As revistas iam desde aquelas direcionadas para o público jovem, como
Superinteressante, Mundo Estranho, Galileu, até as que apresentam um
conteúdo mais direcionado ao público adulto, como Época, Istoé, Veja, entre
outras. A partir dessas escolhas, os alunos seguiriam os passos para a
produção do diário (anexo 1), entregue pelo professor em uma espécie de
roteiro que orientou a produção e contextualizou o gênero discursivo, ainda
desconhecido pela grande maioria dos alunos. Uma das exigências da
atividade é o registro diário de, no mínimo, uma análise e, para que isso
acontecesse, o docente de cada turma procurou iniciar a atividade em uma
determinada quantidade de dias que antecediam o fim do bimestre, suficientes
para a produção da quantidade de textos solicitada por ele.

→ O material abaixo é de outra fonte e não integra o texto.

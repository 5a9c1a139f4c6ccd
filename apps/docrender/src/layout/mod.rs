// Paginated layout: font metrics, greedy word wrap, page breaking, fill analysis.
// Pure CPU-bound code; async callers go through `pipeline::render_blocking`.

pub mod font_metrics;
pub mod page_fill;
pub mod paginate;
pub mod wrap;

pub use font_metrics::{default_page_config, FontFamily, FontMetrics, PageConfig, TextMeasurer};
pub use page_fill::{analyze_page_fill, PageFillAnalysis, PageFillVerdict};
pub use paginate::to_pages;
pub use wrap::{estimated_lines, wrap_text, WrappedLine};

No primeiro contato com a revista, os estudantes iam escrevendo à
medida que liam os textos analisados, ao mesmo tempo, avaliavam os
aspectos composicionais e estruturais da revista como um todo, observando a
capa e anotando as impressões, as expectativas sobre o conteúdo, as
avaliações sobre como essa capa apresenta-se para o público a quem está
direcionada. E assim, os leitores iam descobrindo/aprimorando capacidades de
crítica e de análise que nem eles sabiam que possuíam, muitas vezes por não
terem a oportunidade de refletir sobre esses aspectos. Em seguida, os
diaristas4 registram, juntamente com a análise, um breve resumo dos textos
escolhidos; de forma que, em cada dia de registro, encontremos um resumo
acompanhado de análise de um desses textos.
Como podemos ver no roteiro e nas observações feitas pelo texto que
lhe serviu de base ― Abreu-Tardelli; Lousada; Machado (2007) ―, o diário de
leituras deve conter os registros referentes ao processo da leitura, ou seja, as
4 Termo utilizado por Machado (1998) e por Abreu-Tardelli; Lousada; Machado (2007).
18
reflexões surgidas durante esse processo que, na maioria das vezes, são
desconsideradas ou ficam apenas no rascunho, uma vez que grande parte das
atividades escolares exige, geralmente, apenas o produto final. Vemos
também, nessa orientação, que não existe uma estrutura fixa para a construção
dos diários. Isso permite que o professor insira, ao longo do ano, em cada
bimestre, partes adicionais como epígrafes, apresentação, conclusão,
avaliações da disciplina e do trabalho que vem sendo desenvolvido com o
gênero, por exemplo. Essas variadas possibilidades tornam o gênero um
campo ainda mais fértil para pesquisas diversas.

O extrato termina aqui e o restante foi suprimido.